See our recent special projects dot.jp, a series of dispatches from Japan by curator Barbara London which includes examples of media art and features of artists, and MODERNSTARTS, People-Places-Things, a web presentation of the Museums first cycle of MoMA2000 exhibitions, focusing on People, Places, and Things.
Modern Starts is the first of three exhibitions, each examining 40 years of collecting at The Museum of Modern Art through the year 2000. Drawing entirely form the museum's collection Modern Starts covers the period from 1880-1920, a time characterized by a spirit of invention and the pursuit of the new. Revolutionary impulses were manifold, and so was the artistic production of the time. In this time of renewal art had not one face but many. Hence Modern Starts refers to the birth of the modern as a concept as well as to the diversity of means and strategies employed by artists to create modern art.
Looking back on the 40 years between 1880 and 1920, four subjects emerge as the central concerns of the artistic production of the period: the shift from expression to composition in figural representation, the shift in focus from representations of the country to those of the city; the fascination with the idea of the object in and as art, and the birth of non-objective art, abstraction and its legacy.
The organization of Modern Starts into People, Places and Things refers to the traditional genres of figure composition, landscape, and still life, which artists working in the period under consideration increasingly addressed and questioned. Having emerged within these genres, abstract art–instead of being treated as an independent fourth category–has been integrated into the broader thematic structure.
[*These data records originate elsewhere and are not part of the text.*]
//! Certificate Authority - root CA handling and per-host leaf issuance
//!
//! The root certificate is what clients install and trust. For every
//! intercepted host a leaf certificate is signed by that root, presented to
//! the client during the decrypting handshake and reused as the proxy's
//! client certificate toward the origin.
//!
//! Leaves are minted fresh per tunnel unless a cache is configured with
//! [`CertificateAuthority::with_cache`].

use super::error::{MitmError, Result};
use lru::LruCache;
use parking_lot::Mutex;
use rcgen::{
    BasicConstraints, Certificate, CertificateParams, DistinguishedName, DnType,
    ExtendedKeyUsagePurpose, IsCa, KeyPair, KeyUsagePurpose, SerialNumber,
};
use rustls::pki_types::{CertificateDer, PrivateKeyDer, PrivatePkcs8KeyDer};
use rustls::sign::CertifiedKey;
use std::fmt;
use std::fs;
use std::io::BufReader;
use std::num::NonZeroUsize;
use std::path::Path;
use std::sync::Arc;
use std::time::{Duration, Instant};
use tracing::{debug, info};

/// Root validity in days
const CA_VALIDITY_DAYS: i64 = 3650;

/// Leaf validity in days
const LEAF_VALIDITY_DAYS: i64 = 90;

const CA_COMMON_NAME: &str = "Interceptor Root CA";
const ORGANIZATION: &str = "Interceptor";

/// A leaf certificate and its private key, ready for rustls
pub struct LeafCertificate {
    host: String,
    cert_der: CertificateDer<'static>,
    key_der: PrivatePkcs8KeyDer<'static>,
    certified: Arc<CertifiedKey>,
}

impl LeafCertificate {
    /// Host the leaf was issued for
    pub fn host(&self) -> &str {
        &self.host
    }

    pub fn cert_der(&self) -> &CertificateDer<'static> {
        &self.cert_der
    }

    /// Chain presented on the wire (the leaf alone; clients hold the root)
    pub fn cert_chain(&self) -> Vec<CertificateDer<'static>> {
        vec![self.cert_der.clone()]
    }

    pub fn private_key(&self) -> PrivateKeyDer<'static> {
        PrivateKeyDer::Pkcs8(self.key_der.clone_key())
    }

    /// Signing material for a rustls certificate resolver
    pub fn certified_key(&self) -> Arc<CertifiedKey> {
        Arc::clone(&self.certified)
    }
}

impl fmt::Debug for LeafCertificate {
    fn fmt(&self, f: &mut fmt::Formatter<'_>) -> fmt::Result {
        f.debug_struct("LeafCertificate")
            .field("host", &self.host)
            .finish_non_exhaustive()
    }
}

/// Cached leaf with TTL
struct CachedLeaf {
    leaf: Arc<LeafCertificate>,
    created_at: Instant,
}

impl CachedLeaf {
    fn is_expired(&self, ttl: Duration) -> bool {
        self.created_at.elapsed() > ttl
    }
}

/// Certificate Authority for MITM interception
pub struct CertificateAuthority {
    /// Signing handle for the root (re-derived from params when loaded)
    ca_cert: Certificate,

    ca_key: KeyPair,

    /// Root certificate exactly as clients received it
    root_der: CertificateDer<'static>,
    root_pem: String,

    /// Optional leaf cache (host -> leaf)
    cache: Option<Mutex<LruCache<String, CachedLeaf>>>,
    cert_ttl: Duration,
}

impl CertificateAuthority {
    /// Generate a fresh in-memory root
    pub fn generate() -> Result<Self> {
        let mut params = CertificateParams::default();
        params.is_ca = IsCa::Ca(BasicConstraints::Unconstrained);

        let mut distinguished_name = DistinguishedName::new();
        distinguished_name.push(DnType::OrganizationName, ORGANIZATION);
        distinguished_name.push(DnType::CommonName, CA_COMMON_NAME);
        params.distinguished_name = distinguished_name;

        let now = time::OffsetDateTime::now_utc();
        params.not_before = now - time::Duration::days(1);
        params.not_after = now + time::Duration::days(CA_VALIDITY_DAYS);

        params.key_usages = vec![
            KeyUsagePurpose::KeyCertSign,
            KeyUsagePurpose::CrlSign,
            KeyUsagePurpose::DigitalSignature,
        ];

        let ca_key = KeyPair::generate()
            .map_err(|e| MitmError::ca_generation(format!("Failed to generate key pair: {}", e)))?;
        let ca_cert = params.self_signed(&ca_key).map_err(|e| {
            MitmError::ca_generation(format!("Failed to self-sign certificate: {}", e))
        })?;

        let root_der = ca_cert.der().clone();
        let root_pem = ca_cert.pem();

        Ok(Self::assemble(ca_cert, ca_key, root_der, root_pem))
    }

    /// Rebuild the CA from PEM-encoded root certificate and key
    pub fn from_pem(cert_pem: &str, key_pem: &str) -> Result<Self> {
        let ca_key = KeyPair::from_pem(key_pem)
            .map_err(|e| MitmError::ca_load(format!("Failed to parse private key: {}", e)))?;

        let params = CertificateParams::from_ca_cert_pem(cert_pem)
            .map_err(|e| MitmError::ca_load(format!("Failed to parse certificate: {}", e)))?;
        let ca_cert = params.self_signed(&ca_key).map_err(|e| {
            MitmError::ca_load(format!("Failed to reconstruct certificate: {}", e))
        })?;

        let root_der = rustls_pemfile::certs(&mut BufReader::new(cert_pem.as_bytes()))
            .next()
            .ok_or_else(|| MitmError::ca_load("No certificate found in PEM"))?
            .map_err(|e| MitmError::ca_load(format!("Failed to decode certificate: {}", e)))?;

        Ok(Self::assemble(ca_cert, ca_key, root_der, cert_pem.to_string()))
    }

    /// Load the root from disk, or create and persist one if neither file exists
    ///
    /// Exactly one of the two files being present is an error: silently
    /// replacing half a CA would invalidate every installed root.
    pub fn load_or_generate(cert_path: &Path, key_path: &Path) -> Result<Self> {
        match (cert_path.exists(), key_path.exists()) {
            (true, true) => {
                info!(cert = %cert_path.display(), key = %key_path.display(), "Loading CA from disk");

                let cert_pem = fs::read_to_string(cert_path)
                    .map_err(|e| MitmError::ca_load(format!("Failed to read cert file: {}", e)))?;
                let key_pem = fs::read_to_string(key_path)
                    .map_err(|e| MitmError::ca_load(format!("Failed to read key file: {}", e)))?;

                Self::from_pem(&cert_pem, &key_pem)
            }
            (false, false) => {
                info!(cert = %cert_path.display(), "Generating new CA certificate");

                let ca = Self::generate()?;
                ca.save(cert_path, key_path)?;
                Ok(ca)
            }
            (cert_exists, _) => {
                let missing = if cert_exists { key_path } else { cert_path };
                Err(MitmError::ca_load(format!(
                    "CA is incomplete, missing {}",
                    missing.display()
                )))
            }
        }
    }

    fn assemble(
        ca_cert: Certificate,
        ca_key: KeyPair,
        root_der: CertificateDer<'static>,
        root_pem: String,
    ) -> Self {
        Self {
            ca_cert,
            ca_key,
            root_der,
            root_pem,
            cache: None,
            cert_ttl: Duration::from_secs(86400),
        }
    }

    fn save(&self, cert_path: &Path, key_path: &Path) -> Result<()> {
        for path in [cert_path, key_path] {
            if let Some(parent) = path.parent() {
                if !parent.as_os_str().is_empty() {
                    fs::create_dir_all(parent).map_err(|e| {
                        MitmError::ca_generation(format!("Failed to create CA directory: {}", e))
                    })?;
                }
            }
        }

        fs::write(cert_path, &self.root_pem)
            .map_err(|e| MitmError::ca_generation(format!("Failed to save certificate: {}", e)))?;
        fs::write(key_path, self.ca_key.serialize_pem())
            .map_err(|e| MitmError::ca_generation(format!("Failed to save private key: {}", e)))?;

        info!("CA certificate and key saved");
        Ok(())
    }

    /// Enable leaf reuse; a capacity of 0 keeps per-tunnel minting
    pub fn with_cache(mut self, capacity: usize, ttl: Duration) -> Self {
        self.cache = NonZeroUsize::new(capacity).map(|cap| Mutex::new(LruCache::new(cap)));
        self.cert_ttl = ttl;
        self
    }

    /// Root certificate in DER form, for trust stores
    pub fn root_der(&self) -> &CertificateDer<'static> {
        &self.root_der
    }

    /// Root certificate in PEM form, for client installation
    pub fn root_pem(&self) -> &str {
        &self.root_pem
    }

    /// Issue (or reuse from cache) a leaf for `host`
    pub fn issue(&self, host: &str) -> Result<Arc<LeafCertificate>> {
        let host = normalize_host(host);
        if host.is_empty() {
            return Err(MitmError::InvalidHost("empty host".to_string()));
        }

        if let Some(cache) = &self.cache {
            let mut cache = cache.lock();
            let expired = match cache.get(&host) {
                Some(cached) if !cached.is_expired(self.cert_ttl) => {
                    debug!(host = %host, "Certificate cache hit");
                    return Ok(Arc::clone(&cached.leaf));
                }
                Some(_) => true,
                None => false,
            };
            if expired {
                debug!(host = %host, "Cached certificate expired, regenerating");
                cache.pop(&host);
            }
        }

        let leaf = Arc::new(self.sign_leaf(&host)?);

        if let Some(cache) = &self.cache {
            cache.lock().put(
                host.clone(),
                CachedLeaf {
                    leaf: Arc::clone(&leaf),
                    created_at: Instant::now(),
                },
            );
        }

        Ok(leaf)
    }

    fn sign_leaf(&self, host: &str) -> Result<LeafCertificate> {
        debug!(host = %host, "Generating leaf certificate");

        // DNS names and IP literals both become the right SAN type here
        let mut params = CertificateParams::new(vec![host.to_string()])
            .map_err(|e| MitmError::cert_generation(host, e.to_string()))?;

        let mut distinguished_name = DistinguishedName::new();
        distinguished_name.push(DnType::OrganizationName, ORGANIZATION);
        distinguished_name.push(DnType::CommonName, host);
        params.distinguished_name = distinguished_name;

        let now = time::OffsetDateTime::now_utc();
        params.not_before = now - time::Duration::days(1);
        params.not_after = now + time::Duration::days(LEAF_VALIDITY_DAYS);
        params.serial_number = Some(SerialNumber::from(generate_serial_number()));

        params.key_usages = vec![
            KeyUsagePurpose::DigitalSignature,
            KeyUsagePurpose::KeyEncipherment,
        ];
        params.extended_key_usages = vec![
            ExtendedKeyUsagePurpose::ServerAuth,
            ExtendedKeyUsagePurpose::ClientAuth,
        ];

        let leaf_key =
            KeyPair::generate().map_err(|e| MitmError::cert_generation(host, e.to_string()))?;
        let cert = params
            .signed_by(&leaf_key, &self.ca_cert, &self.ca_key)
            .map_err(|e| {
                MitmError::cert_generation(host, format!("Failed to sign certificate: {}", e))
            })?;

        let cert_der = cert.der().clone();
        let key_der = PrivatePkcs8KeyDer::from(leaf_key.serialize_der());

        let signing_key =
            rustls::crypto::ring::sign::any_supported_type(&PrivateKeyDer::Pkcs8(key_der.clone_key()))
                .map_err(|e| MitmError::cert_generation(host, e.to_string()))?;
        let certified = Arc::new(CertifiedKey::new(vec![cert_der.clone()], signing_key));

        Ok(LeafCertificate {
            host: host.to_string(),
            cert_der,
            key_der,
            certified,
        })
    }

    /// Number of cached leaves (0 when caching is off)
    pub fn cached_len(&self) -> usize {
        self.cache.as_ref().map(|c| c.lock().len()).unwrap_or(0)
    }
}

impl fmt::Debug for CertificateAuthority {
    fn fmt(&self, f: &mut fmt::Formatter<'_>) -> fmt::Result {
        f.debug_struct("CertificateAuthority")
            .field("cache_enabled", &self.cache.is_some())
            .field("cert_ttl", &self.cert_ttl)
            .finish_non_exhaustive()
    }
}

/// Lowercase and strip IPv6 brackets
fn normalize_host(host: &str) -> String {
    host.trim()
        .trim_start_matches('[')
        .trim_end_matches(']')
        .to_ascii_lowercase()
}

/// Unique serial: timestamp in the high half, crypto RNG in the low half
fn generate_serial_number() -> u64 {
    use rand::Rng;
    let random_part: u32 = rand::thread_rng().gen();
    let timestamp_part = chrono::Utc::now().timestamp() as u32;

    ((timestamp_part as u64) << 32) | (random_part as u64)
}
A separate section however is devoted to the complicated and oftentimes difficult history of the reception and comprehension of abstract art.
Modern Starts is divided into a series of independent installations that explore different subjects related to the broader themes of People, Places or Things, thereby constantly challenging the norms of the traditional genres and using them as a "resistance" against which the artists struggled in their quest for the modern. Whereas most artists between 1880-1920 still sought to find new means of expression within the old genres, some questioned the generic distinction entirely. Henri Matisse's Red Studio for example defies any categorization of that kind, being a depiction of people, places, and things at the same time. Similarly, Kasimir Malevich's White on White can not be subsumed under any one category, belonging in its object-like quality and its depiction of a Suprematist concept of space simultaneously to the world of things and places. These works of art demonstrating the inherent limitations of the classificatory concept of People, Places and Things are on view in a gallery devoted to the Making of Modern Starts.
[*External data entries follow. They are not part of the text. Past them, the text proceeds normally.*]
//! Replay archived requests against their origin
//!
//! The scheme comes from how the request was originally seen: intercepted
//! TLS requests go back over https, plain ones over http.

use crate::capture::AuditRecord;
use crate::http_client::{ForwardError, UpstreamClient};
use bytes::Bytes;
use http::{HeaderMap, HeaderName, HeaderValue, Method, StatusCode};
use tracing::{debug, info};

/// Origin's answer to a replayed request
#[derive(Debug, Clone)]
pub struct ReplayResponse {
    pub status: StatusCode,
    pub headers: HeaderMap,
    pub body: Bytes,
}

/// URL a record is sent to on replay
pub fn replay_url(record: &AuditRecord) -> String {
    format!(
        "{}://{}{}",
        record.transport().scheme(),
        record.host(),
        record.url()
    )
}

/// Re-send `record` and collect the full response
pub async fn replay_record(
    client: &UpstreamClient,
    record: &AuditRecord,
) -> Result<ReplayResponse, ForwardError> {
    let method = Method::from_bytes(record.method().as_bytes())
        .map_err(|e| ForwardError::InvalidTarget(format!("method '{}': {}", record.method(), e)))?;
    let url = replay_url(record);

    let mut headers = HeaderMap::new();
    for (name, value) in record.headers() {
        match (
            HeaderName::from_bytes(name.as_bytes()),
            HeaderValue::from_str(value),
        ) {
            (Ok(name), Ok(value)) => {
                headers.append(name, value);
            }
            _ => debug!(header = %name, "Skipping header that cannot be replayed"),
        }
    }

    let response = client
        .send(method, &url, headers, record.body().clone())
        .await?;

    let status = response.status();
    let headers = response.headers().clone();
    let body = response.bytes().await?;

    info!(url = %url, status = status.as_u16(), bytes = body.len(), "Request replayed");

    Ok(ReplayResponse {
        status,
        headers,
        body,
    })
}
The choice of subject matter as the foundation for the presentation of the collection of The Museum of Modern Art consciously deviates from the traditional chronological and historical organization and the distinct presentation of mediums that was originally developed by the first director of this museum, Alfred H. Barr in 1936, and that has guided the presentation of the collection throughout most of the museum's history. Instead of recounting the beginnings of the history of modern art in one linear master narrative subsuming movements, styles, and individual achievements as outlined in Barr's evolutionary chart, Modern Starts offers many different but conceptually related narratives. The diagrams created in the genesis of Modern Starts as organizational charts for the different installations demonstrate the relationships of ideas within each section of People, Places and Things, and hence reveal a structural relation to the overlaying subject: a neural network of interconnected parts for People, a horizontal panorama for Places, and a dense symmetrical object for Things.
With its series of smaller installations Modern Starts refuses to present a definitive art history of the time between 1880 and 1920, but invites to discover a myriad of histories of the art of that time. Driven by an organizing principle that predates the era of the modern "isms," and by maintaining the fiction that the genealogies of modern art history haven't yet been created the exhibition hopes to restore a fresh and original experience of well-known works of art.